If a line in the data below contains "seen", copy it.
___ Record extracts ___
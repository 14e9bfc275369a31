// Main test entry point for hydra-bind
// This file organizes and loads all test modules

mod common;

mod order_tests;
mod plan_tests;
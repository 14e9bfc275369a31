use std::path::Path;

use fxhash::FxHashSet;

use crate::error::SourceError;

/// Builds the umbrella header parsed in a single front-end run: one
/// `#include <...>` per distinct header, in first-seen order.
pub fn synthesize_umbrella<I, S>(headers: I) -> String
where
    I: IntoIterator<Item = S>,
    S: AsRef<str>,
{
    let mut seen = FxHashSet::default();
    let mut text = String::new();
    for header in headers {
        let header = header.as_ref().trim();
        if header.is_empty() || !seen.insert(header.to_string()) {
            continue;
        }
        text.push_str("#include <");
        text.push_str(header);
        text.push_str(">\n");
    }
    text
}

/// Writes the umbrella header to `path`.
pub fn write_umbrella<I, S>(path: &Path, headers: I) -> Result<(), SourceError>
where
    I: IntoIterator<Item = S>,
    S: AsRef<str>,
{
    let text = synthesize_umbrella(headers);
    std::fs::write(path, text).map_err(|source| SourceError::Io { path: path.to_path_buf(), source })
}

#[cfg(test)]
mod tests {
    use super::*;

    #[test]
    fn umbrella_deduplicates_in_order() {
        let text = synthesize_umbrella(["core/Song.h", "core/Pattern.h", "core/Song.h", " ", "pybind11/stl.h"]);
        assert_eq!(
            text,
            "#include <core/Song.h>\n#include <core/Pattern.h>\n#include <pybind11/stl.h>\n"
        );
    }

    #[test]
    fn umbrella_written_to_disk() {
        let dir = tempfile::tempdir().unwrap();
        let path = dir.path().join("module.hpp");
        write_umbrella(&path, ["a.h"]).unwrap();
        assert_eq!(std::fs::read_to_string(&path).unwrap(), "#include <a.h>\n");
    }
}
___
▶ **Task solution**
/// `#include <...>` per distinct header, in first-seen order.
    let mut seen = FxHashSet::default();
        if header.is_empty() || !seen.insert(header.to_string()) {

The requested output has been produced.